Questioner: In fact, I was coming to this point because in our daily observations around us, especially in husband-wife relationships, two people must have fallen in love in their early 20s, they got married, and now they are in their mid-40s or whatever. And both keep on accusing each other of being a changed person, and that has affected their family life or whatever. Something as simple as a man starting to go to the gym, the woman becomes insecure: “Whom are you trying to impress? I'm the same person; why are you changing yourself?” But perhaps the guy is just trying to be more healthy and evolving.

So what advice would you give, Acharya Ji, to a couple in a situation like that, that fell in love when they were in college?

Acharya Prashant: Accompany him to the gym. That's the advice.

Questioner: Yeah, evolve together.

Acharya Prashant: Evolve together. And if the other one doesn't want you to go to the gym? You must still keep going to the gym.

Questioner: Find your own time.

Acharya Prashant: Find your own time. And ultimately, you see, you are born alone, you die alone.

Your first accountability is towards yourself. All your relationships exist because of you. Right? You are at the center of all your relationships. So take care of yourself.

Be good to yourself. Only when there is light within can it radiate outwards. If you extinguish the light within, there is no way you can be of any use to others.

This, by the way, was a new one even for me, “Why are you going to the gym? Who are you trying to impress?”

Questioner: No, but this is a very common complaint. Somebody just takes up a sport. These days pickleball has become very interesting; golf has become an interesting sport. And especially men, I think it's their way of unwinding, they take to a sport. And women, who don't have any other outlet, who were used to going out on dinner dates on weekends, suddenly find that the husband is busy playing golf. So this brings a lot of friction in relationships.

Acharya Prashant: The very purpose of love is to help the other rise. Instead, if love is of a type that gets scared on seeing the other rise, then it was never love in the first place.

Questioner: But that's also very much the fabric of society. I'm talking about the Indian context, where a lot of relationships are built on an arranged basis, where people try to fall in love, they show everyone that they are in love, they start a family together; but after, let's say, 5, 10, 15 years, that starts unwinding.

Acharya Prashant: Must be really difficult to bear. No? I just shudder at the very thought of it. Must be very difficult to bear. All the pretends start falling through.

Questioner: But I'm going to connect that to society. You know, we've been quoting numbers about the fact that India is one of the countries which has the lowest divorce rates. Is that something to be proud of or something to worry about?

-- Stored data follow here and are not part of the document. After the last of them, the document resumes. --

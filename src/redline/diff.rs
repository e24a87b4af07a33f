//! Redline rendering
//!
//! Word-level diff of two normalized texts, followed by a semantic cleanup pass
//! that folds short shared fragments sitting between edits into the edits
//! themselves ("the" matching "the" in the middle of a rewritten sentence is
//! noise, not a real unchanged span). The result is rendered as one linear
//! markup string.

use serde::{Deserialize, Serialize};
use similar::{Algorithm, ChangeTag, TextDiff};
use std::time::Duration;

/// Upper bound on diff computation; past it `similar` returns a coarser diff.
const DIFF_TIMEOUT: Duration = Duration::from_secs(5);

#[derive(Debug, Clone, Copy, PartialEq, Eq, Serialize)]
#[serde(rename_all = "lowercase")]
pub enum ChunkTag {
    Equal,
    Delete,
    Insert,
}

#[derive(Debug, Clone, PartialEq, Eq, Serialize)]
pub struct DiffChunk {
    pub tag: ChunkTag,
    pub text: String,
}

impl DiffChunk {
    fn new(tag: ChunkTag, text: impl Into<String>) -> Self {
        Self {
            tag,
            text: text.into(),
        }
    }
}

/// Markup wrapped around deleted and inserted spans.
#[derive(Debug, Clone, PartialEq, Eq, Serialize, Deserialize)]
pub struct DiffMarkers {
    pub delete_open: String,
    pub delete_close: String,
    pub insert_open: String,
    pub insert_close: String,
}

impl Default for DiffMarkers {
    fn default() -> Self {
        Self {
            delete_open: "~~".to_string(),
            delete_close: "~~".to_string(),
            insert_open: "<u>".to_string(),
            insert_close: "</u>".to_string(),
        }
    }
}

/// Render `original` → `modified` as strikethrough/underline markup.
///
/// Both inputs must already be normalized. Whitespace-only changes are
/// emitted verbatim, without markers.
pub fn render_diff(original: &str, modified: &str, markers: &DiffMarkers) -> String {
    let chunks = diff_chunks(original, modified);
    let mut out = String::with_capacity(modified.len() + original.len() / 4);

    for chunk in &chunks {
        let (open, close) = match chunk.tag {
            ChunkTag::Equal => ("", ""),
            ChunkTag::Delete => (markers.delete_open.as_str(), markers.delete_close.as_str()),
            ChunkTag::Insert => (markers.insert_open.as_str(), markers.insert_close.as_str()),
        };
        if chunk.tag == ChunkTag::Equal || chunk.text.trim().is_empty() {
            out.push_str(&chunk.text);
        } else {
            out.push_str(open);
            out.push_str(&chunk.text);
            out.push_str(close);
        }
    }

    out
}

/// Cleaned-up diff as a chunk list: within every change region the deletion
/// comes first, then the insertion.
pub fn diff_chunks(original: &str, modified: &str) -> Vec<DiffChunk> {
    let diff = TextDiff::configure()
        .algorithm(Algorithm::Myers)
        .timeout(DIFF_TIMEOUT)
        .diff_words(original, modified);

    let mut raw: Vec<DiffChunk> = Vec::new();
    for change in diff.iter_all_changes() {
        let tag = match change.tag() {
            ChangeTag::Equal => ChunkTag::Equal,
            ChangeTag::Delete => ChunkTag::Delete,
            ChangeTag::Insert => ChunkTag::Insert,
        };
        match raw.last_mut() {
            Some(last) if last.tag == tag => last.text.push_str(change.value()),
            _ => raw.push(DiffChunk::new(tag, change.value())),
        }
    }

    cleanup_semantic(coalesce(raw))
}

/// Merge every run of non-equal chunks into at most one delete and one insert,
/// and adjacent equal chunks into one.
fn coalesce(chunks: Vec<DiffChunk>) -> Vec<DiffChunk> {
    let mut out: Vec<DiffChunk> = Vec::with_capacity(chunks.len());
    let mut deleted = String::new();
    let mut inserted = String::new();

    let flush = |out: &mut Vec<DiffChunk>, deleted: &mut String, inserted: &mut String| {
        if !deleted.is_empty() {
            out.push(DiffChunk::new(ChunkTag::Delete, std::mem::take(deleted)));
        }
        if !inserted.is_empty() {
            out.push(DiffChunk::new(ChunkTag::Insert, std::mem::take(inserted)));
        }
    };

    for chunk in chunks {
        match chunk.tag {
            ChunkTag::Delete => deleted.push_str(&chunk.text),
            ChunkTag::Insert => inserted.push_str(&chunk.text),
            ChunkTag::Equal => {
                flush(&mut out, &mut deleted, &mut inserted);
                if chunk.text.is_empty() {
                    continue;
                }
                match out.last_mut() {
                    Some(last) if last.tag == ChunkTag::Equal => last.text.push_str(&chunk.text),
                    _ => out.push(chunk),
                }
            }
        }
    }
    flush(&mut out, &mut deleted, &mut inserted);
    out
}

/// Largest of deleted/inserted length (in chars) of the change region that
/// ends just before `idx` (walking left) or starts just after it (walking right).
fn region_weight(chunks: &[DiffChunk], range: impl Iterator<Item = usize>) -> usize {
    let mut deleted = 0;
    let mut inserted = 0;
    for i in range {
        match chunks[i].tag {
            ChunkTag::Equal => break,
            ChunkTag::Delete => deleted += chunks[i].text.chars().count(),
            ChunkTag::Insert => inserted += chunks[i].text.chars().count(),
        }
    }
    deleted.max(inserted)
}

/// Fold an equality into its neighbours when it is no longer than the edits
/// on both sides of it, repeating until nothing changes.
fn cleanup_semantic(mut chunks: Vec<DiffChunk>) -> Vec<DiffChunk> {
    loop {
        let candidate = (1..chunks.len().saturating_sub(1)).find(|&i| {
            if chunks[i].tag != ChunkTag::Equal {
                return false;
            }
            let before = region_weight(&chunks, (0..i).rev());
            let after = region_weight(&chunks, i + 1..chunks.len());
            let len = chunks[i].text.chars().count();
            before > 0 && after > 0 && len <= before && len <= after
        });

        let Some(i) = candidate else {
            return chunks;
        };

        let text = chunks[i].text.clone();
        chunks[i] = DiffChunk::new(ChunkTag::Delete, text.clone());
        chunks.insert(i + 1, DiffChunk::new(ChunkTag::Insert, text));
        chunks = coalesce(chunks);
    }
}
use anyhow::{Context, Result};
use clap::{Args, Parser, Subcommand};
use redliner::config::{setup_api_key_interactive, Config};
use redliner::llm::{parse_generation, OpenRouterClient, Reviewer, StaticClauses};
use redliner::redline::{
    apply_edits, extract_revisions, normalize, render_diff, validate, Edit, GateConfig,
    QualityIssue,
};
use redliner::{logging, CancellationToken};
use serde::Serialize;
use std::path::{Path, PathBuf};
use tracing::{info, warn};

#[derive(Parser, Debug)]
#[command(
    name = "redliner",
    about = "Redline contracts with model-drafted block edits and a mechanical quality gate",
    version
)]
struct Cli {
    /// Debug-level logging (overridden by REDLINER_LOG)
    #[arg(long, global = true)]
    verbose: bool,

    /// Emit logs as JSON lines on stderr
    #[arg(long, global = true)]
    log_json: bool,

    #[command(subcommand)]
    command: Commands,
}

#[derive(Subcommand, Debug)]
enum Commands {
    /// Review a contract and print the redline
    Review(ReviewArgs),
    /// Gate and apply a saved generator response without calling the service
    Check(CheckArgs),
    /// Print the redline between two texts
    Diff(PairArgs),
    /// Print find/replace revisions between two texts as JSON
    Revisions(PairArgs),
    /// Store the OpenRouter API key in the system keychain
    Setup,
}

#[derive(Args, Debug)]
struct ReviewArgs {
    /// Contract text file
    file: PathBuf,
    /// Negotiating positions to compare the contract against
    #[arg(long)]
    playbook: Option<PathBuf>,
    /// Pre-formatted reference clauses to include in the prompt
    #[arg(long)]
    references: Option<PathBuf>,
    /// Model tier ("balanced", "smart") or provider model id
    #[arg(long)]
    model: Option<String>,
    /// Request timeout in seconds
    #[arg(long)]
    timeout: Option<u64>,
    /// Treat ambiguous anchors as errors
    #[arg(long)]
    strict_anchors: bool,
    /// Print the full result as JSON
    #[arg(long)]
    json: bool,
    /// Write the output to a file instead of stdout
    #[arg(long)]
    output: Option<PathBuf>,
}

#[derive(Args, Debug)]
struct CheckArgs {
    /// Contract text file
    file: PathBuf,
    /// Raw generator response to check
    #[arg(long)]
    response: PathBuf,
    #[arg(long)]
    strict_anchors: bool,
    #[arg(long)]
    json: bool,
}

#[derive(Args, Debug)]
struct PairArgs {
    original: PathBuf,
    modified: PathBuf,
}

#[tokio::main]
async fn main() -> Result<()> {
    let cli = Cli::parse();
    logging::init_tracing(cli.verbose, cli.log_json);

    match cli.command {
        Commands::Review(args) => run_review(args).await,
        Commands::Check(args) => run_check(args),
        Commands::Diff(args) => run_diff(args),
        Commands::Revisions(args) => run_revisions(args),
        Commands::Setup => setup_api_key_interactive(),
    }
}

async fn run_review(args: ReviewArgs) -> Result<()> {
    let mut config = Config::load();
    if let Some(model) = args.model {
        config.model = model;
    }
    if let Some(timeout) = args.timeout {
        config.request_timeout_secs = timeout;
    }
    config.strict_anchors |= args.strict_anchors;

    let document = read_text(&args.file, "contract")?;
    let playbook = args
        .playbook
        .as_deref()
        .map(|path| read_text(path, "playbook"))
        .transpose()?;

    let client = OpenRouterClient::from_config(&config)?;
    info!(model = client.model(), file = %args.file.display(), "starting review");

    let mut reviewer = Reviewer::new(client)
        .with_gate_config(GateConfig {
            strict_anchors: config.strict_anchors,
        })
        .with_markers(config.markers());
    if let Some(path) = args.references.as_deref() {
        reviewer = reviewer.with_retriever(StaticClauses::new(read_text(path, "references")?));
    }

    let cancel = CancellationToken::new();
    {
        let cancel = cancel.clone();
        tokio::spawn(async move {
            if tokio::signal::ctrl_c().await.is_ok() {
                warn!("interrupted, cancelling review");
                cancel.cancel();
            }
        });
    }

    let outcome = reviewer
        .review(&document, playbook.as_deref(), &cancel)
        .await?;

    if let Some(warnings) = &outcome.quality_warnings {
        for warning in warnings {
            warn!("{}", warning);
        }
    }
    if let Some(refusal) = &outcome.generator_error {
        warn!(reason = %refusal, "generator declined to edit");
    }

    let rendered = if args.json {
        serde_json::to_string_pretty(&outcome)?
    } else {
        outcome.redlined_text.clone()
    };
    emit(&rendered, args.output.as_deref())
}

#[derive(Serialize)]
#[serde(rename_all = "camelCase")]
struct CheckReport {
    edits: Vec<Edit>,
    issues: Vec<QualityIssue>,
    failed_edits: Vec<String>,
    #[serde(skip_serializing_if = "Option::is_none")]
    generator_error: Option<String>,
    redlined_text: String,
}

fn run_check(args: CheckArgs) -> Result<()> {
    let config = Config::load();
    let source = normalize(&read_text(&args.file, "contract")?);
    let raw = read_text(&args.response, "response")?;

    let parsed = parse_generation(&raw)?;
    let edits: Vec<Edit> = parsed.edits.iter().map(Edit::normalized).collect();
    let gate = GateConfig {
        strict_anchors: config.strict_anchors || args.strict_anchors,
    };
    let issues = validate(&edits, &source, parsed.self_check.as_ref(), gate);
    let report = apply_edits(&source, &edits);
    let redlined_text = render_diff(&source, &report.document, &config.markers());

    let check = CheckReport {
        edits,
        issues,
        failed_edits: report.failures,
        generator_error: parsed.error,
        redlined_text,
    };

    if args.json {
        return emit(&serde_json::to_string_pretty(&check)?, None);
    }

    for issue in &check.issues {
        eprintln!("{}", issue);
    }
    for failure in &check.failed_edits {
        eprintln!("not applied: {}", failure);
    }
    if let Some(refusal) = &check.generator_error {
        eprintln!("generator declined: {}", refusal);
    }
    emit(&check.redlined_text, None)
}

fn run_diff(args: PairArgs) -> Result<()> {
    let config = Config::load();
    let (original, modified) = read_pair(&args)?;
    emit(&render_diff(&original, &modified, &config.markers()), None)
}

fn run_revisions(args: PairArgs) -> Result<()> {
    let (original, modified) = read_pair(&args)?;
    let revisions = extract_revisions(&original, &modified);
    for revision in revisions.iter().filter(|r| !r.is_reliable()) {
        warn!(find = %revision.find, "find text is short and may match the wrong place");
    }
    emit(&serde_json::to_string_pretty(&revisions)?, None)
}

fn read_pair(args: &PairArgs) -> Result<(String, String)> {
    Ok((
        normalize(&read_text(&args.original, "original")?),
        normalize(&read_text(&args.modified, "modified")?),
    ))
}

fn read_text(path: &Path, label: &str) -> Result<String> {
    std::fs::read_to_string(path)
        .with_context(|| format!("Failed to read {} '{}'", label, path.display()))
}

fn emit(text: &str, output: Option<&Path>) -> Result<()> {
    match output {
        Some(path) => {
            std::fs::write(path, text)
                .with_context(|| format!("Failed to write output '{}'", path.display()))?;
            info!(path = %path.display(), "wrote output");
        }
        None => println!("{}", text),
    }
    Ok(())
}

Acharya Prashant: Neither. You see, If first of all, the foundation of the relationship, the association, was strong. If the relationship was built from the right place, the right center, the right ingredients, then it's a great thing if there is no divorce. It's a great thing.

On the other hand, if the relationship was faulty even to begin with, then it cannot be a great thing if there is no divorce. So divorce always comes later. The first thing is the quality of the relationship, the quality, the strength of the very foundation the relationship is built on. If the relationship is built on the right foundation, it is a thing of celebration that the relationship has been lasting and lasting, and there is no divorce, no acrimony, nothing. Wonderful.

On the other hand, if the two got together on greed, on ignorance, on lust, on fear, on loneliness, on social pressure, and they are still carrying on, I do not know whether this continuity is a problem bigger than divorce.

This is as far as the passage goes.